Ao ter que sair dessa zona de conforto somos obrigados a encarar o mundo.
Ainda passei um bom tempo tentando ser a "boa menina" que saiu de casa, mas as coisas mudam.
Com toda a excelente educação que meus pais me deram, não conseguia impor minhas idéias e opiniões em diversas situações. Preferia me calar a ter que magoar alguém. Acabava magoando a mim mesma.
Até que um dia eu resolvi mudar.
Haviam muitas coisas acumuladas na minha "caixinha de paciência" e bastou uma decpção amorosa (há uns 2 anos atrás) para que eu decidisse mudar.
Calma! Não me tornei uma má e mal educada menina, apenas resolvi falar o que penso.
Lógico que toda mudança ocorre aos poucos, e comigo não está sendo diferente. Ainda prefiro me calar em algumas situações, mas já sei dizer "NÃO" magoando ou não magoando alguém.
Aprendi a me adaptar aos ambientes em que estou, a fazer a separação entre trabalho, faculdade, família e EU.

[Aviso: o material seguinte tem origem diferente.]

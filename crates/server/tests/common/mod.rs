//! Common test utilities for in-process API testing.
//!
//! This module provides a test fixture that builds the full router over
//! in-memory stores with the ingest worker and user writer running, so tests
//! exercise the same asynchronous paths as the real server.

#![allow(dead_code)]

use std::sync::Arc;
use std::time::Duration;

use axum::body::Body;
use axum::http::{Request, StatusCode};
use axum::Router;
use http_body_util::BodyExt;
use serde_json::Value;
use tokio::sync::broadcast;
use tower::ServiceExt;

use filmzi_core::{
    config::{ChannelConfig, DatabaseConfig, IngestConfig, ServerConfig, UsersConfig},
    create_ingest_system, create_user_system, CatalogStore, Config, Ingester, SearchConfig,
    SqliteCatalog, SqliteUserRegistry, UserRegistry,
};

/// Re-export fixtures for test convenience
pub use filmzi_core::testing::fixtures;

/// Source channel used by every fixture.
pub const CHANNEL: i64 = -1001234567890;

/// Test fixture for in-process API testing.
pub struct TestFixture {
    /// The Axum router for testing
    pub router: Router,
    /// Catalog behind the router, for direct assertions
    pub catalog: Arc<SqliteCatalog>,
    /// User registry behind the router, for direct assertions
    pub users: Arc<SqliteUserRegistry>,
    /// Keeps the ingest worker running for the lifetime of the fixture
    shutdown_tx: broadcast::Sender<()>,
}

/// Response from a test request
#[derive(Debug)]
pub struct TestResponse {
    pub status: StatusCode,
    pub body: Value,
}

impl TestFixture {
    /// Create a new test fixture with default search settings.
    pub async fn new() -> Self {
        Self::with_search(SearchConfig::default()).await
    }

    /// Create a test fixture with custom search settings.
    pub async fn with_search(search: SearchConfig) -> Self {
        let config = Config {
            channel: ChannelConfig { id: CHANNEL },
            server: ServerConfig {
                host: std::net::IpAddr::V4(std::net::Ipv4Addr::LOCALHOST),
                port: 0, // Not used for in-process testing
            },
            database: DatabaseConfig::default(),
            ingest: IngestConfig::default(),
            search,
            users: UsersConfig::default(),
        };

        let catalog = Arc::new(SqliteCatalog::in_memory().expect("Failed to create catalog"));
        let users =
            Arc::new(SqliteUserRegistry::in_memory().expect("Failed to create user registry"));

        // User writer
        let (recorder, user_writer) = create_user_system(
            Arc::clone(&users) as Arc<dyn UserRegistry>,
            config.users.queue_size,
        );
        tokio::spawn(user_writer.run());

        // Live ingestion
        let ingester = Arc::new(Ingester::new(
            Arc::clone(&catalog) as Arc<dyn CatalogStore>,
            CHANNEL,
        ));
        let (ingest_handle, ingest_worker) =
            create_ingest_system(ingester, config.ingest.queue_size);
        let (shutdown_tx, shutdown_rx) = broadcast::channel(1);
        tokio::spawn(ingest_worker.run(shutdown_rx));

        let state = Arc::new(filmzi_server::state::AppState::new(
            config,
            Arc::clone(&catalog) as Arc<dyn CatalogStore>,
            Arc::clone(&users) as Arc<dyn UserRegistry>,
            recorder,
            ingest_handle,
        ));

        let router = filmzi_server::api::create_router(state);

        Self {
            router,
            catalog,
            users,
            shutdown_tx,
        }
    }

    /// Stop the ingest worker; later pushes are refused.
    pub async fn stop_ingest(&self) {
        let _ = self.shutdown_tx.send(());
        // Give the worker a moment to close its queue.
        tokio::time::sleep(Duration::from_millis(50)).await;
    }

    /// Push a channel message through the API and wait until the worker has
    /// processed it.
    pub async fn ingest(&self, message: filmzi_core::ChannelMessage) -> TestResponse {
        let file_ref = message.media.as_ref().map(|m| m.file_ref.clone());
        let body = serde_json::to_value(&message).unwrap();
        let response = self.post("/api/v1/messages", body).await;

        if let Some(file_ref) = file_ref {
            if message.chat_id == CHANNEL && !file_ref.trim().is_empty() {
                self.wait_for_file(&file_ref).await;
            }
        }
        response
    }

    /// Poll the catalog until `file_ref` is indexed.
    pub async fn wait_for_file(&self, file_ref: &str) {
        for _ in 0..100 {
            if self.catalog.get_by_file_ref(file_ref).is_ok() {
                return;
            }
            tokio::time::sleep(Duration::from_millis(10)).await;
        }
        panic!("File {} was not ingested in time", file_ref);
    }

    /// Poll until `check` passes or time runs out.
    pub async fn eventually(&self, check: impl Fn(&Self) -> bool) -> bool {
        for _ in 0..100 {
            if check(self) {
                return true;
            }
            tokio::time::sleep(Duration::from_millis(10)).await;
        }
        false
    }

    /// Send a GET request to the test server.
    pub async fn get(&self, path: &str) -> TestResponse {
        self.request("GET", path, None).await
    }

    /// Send a POST request with JSON body.
    pub async fn post(&self, path: &str, body: Value) -> TestResponse {
        self.request("POST", path, Some(body)).await
    }

    /// Send a PUT request with JSON body.
    pub async fn put(&self, path: &str, body: Value) -> TestResponse {
        self.request("PUT", path, Some(body)).await
    }

    /// Send a POST request with raw string body (for testing malformed JSON).
    pub async fn post_raw(&self, path: &str, body: &str) -> TestResponse {
        let request = Request::builder()
            .method("POST")
            .uri(path)
            .header("Content-Type", "application/json")
            .body(Body::from(body.to_string()))
            .unwrap();
        self.send(request).await
    }

    /// Send a GET request and return the raw text body.
    pub async fn get_text(&self, path: &str) -> (StatusCode, String) {
        let request = Request::builder().uri(path).body(Body::empty()).unwrap();
        let response = self
            .router
            .clone()
            .oneshot(request)
            .await
            .expect("Failed to send request");

        let status = response.status();
        let bytes = response
            .into_body()
            .collect()
            .await
            .expect("Failed to collect body")
            .to_bytes();
        (status, String::from_utf8_lossy(&bytes).into_owned())
    }

    /// Send a request to the test server.
    async fn request(&self, method: &str, path: &str, body: Option<Value>) -> TestResponse {
        let mut request_builder = Request::builder().method(method).uri(path);

        let body = if let Some(json_body) = body {
            request_builder = request_builder.header("Content-Type", "application/json");
            Body::from(serde_json::to_vec(&json_body).unwrap())
        } else {
            Body::empty()
        };

        self.send(request_builder.body(body).unwrap()).await
    }

    async fn send(&self, request: Request<Body>) -> TestResponse {
        let response = self
            .router
            .clone()
            .oneshot(request)
            .await
            .expect("Failed to send request");

        let status = response.status();
        let body_bytes = response
            .into_body()
            .collect()
            .await
            .expect("Failed to collect body")
            .to_bytes();

        let body: Value = if body_bytes.is_empty() {
            Value::Null
        } else {
            serde_json::from_slice(&body_bytes).unwrap_or(Value::Null)
        };

        TestResponse { status, body }
    }
}

/// Helper to assert a response has expected status.
#[macro_export]
macro_rules! assert_status {
    ($response:expr, $status:expr) => {
        assert_eq!(
            $response.status, $status,
            "Expected status {:?}, got {:?}. Body: {}",
            $status,
            $response.status,
            serde_json::to_string_pretty(&$response.body).unwrap_or_default()
        );
    };
}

Estou aprendendo a lidar com meu lado sentimental, um tanto quanto conturbado, mas eu chego lá.
E por que tudo isso?
Não faço isso por que me decepcionei com alguém. Faço por mim. Precisei mudar.
Como era muito "boazinha" e não sabia dizer "NÃO" a maioria das pessoas se aproveitavam disso, principalmente no trabalho.
No lado emocional me dedicava por inteiro ao relacionamento, sendo super romantica, carinhosa e atenciosa. Esse ponto relamente fui forçada a mudar devido a algumas "quebras de cara". Por favor não me entendam mal. Não me tornei uma insensível e fria, mas agora analiso muito bem um relacionamento antes de me dedicar completamente a ele. Se realmente valer a pena, tenho o maior prazer de ser uma boba apaixonada. É apenas uma espécie de barreira que eu coloquei contra os canalhas.
Descobri que as festas são boas. Como nunca tinha ido, descobri agora. Que sair com os amigos na quinta feira a noite e chegar de madrugada é muito interessante. Que os congressos da faculdade são perfeitos, apesar de ninguém ir às palestras porque amanhecem nas festas. Descobri um mundo que não conhecia, uma "liberdade" que tinha mas não vivia.
"Você não era assim! Quando eu te conheci você era uma 'santa'!". Ouvi isso de várias pessoas.
Quer saber? Eu mudei sim! Não estou 100% satisfeita com o rumo da mudança. Claro que preferia acreditar na inocência e veracidade das pessoas. Mas isso é muito difícil hoje em dia não é?
Também não me tornei uma revoltada contra as pessoas e as mentiras que as rodeiam. Mais uma vez coloquei barreiras contra isso.
Acho que coloquei barreiras demais, a ponto de contar nos dedos as pessoas que realmente me conhecem através dessas barreiras.
A grande maioria ainda vai ver a Láis sorridente e educada, mesmo estando triste e estressada (esse último quase sempre, rsrs).
Também existem aqueles que acham que fazem parte do grupo restrito de pessoas que me conhecem de verdade e acabam se surpreendendo com algumas atitudes minhas. De certa forma é engraçado.
Mas não, eu não uso máscaras! Me adapto ao ambiente, danço conforme a música, desde que não fira a mim mesma e aos que verdadeiramente amo.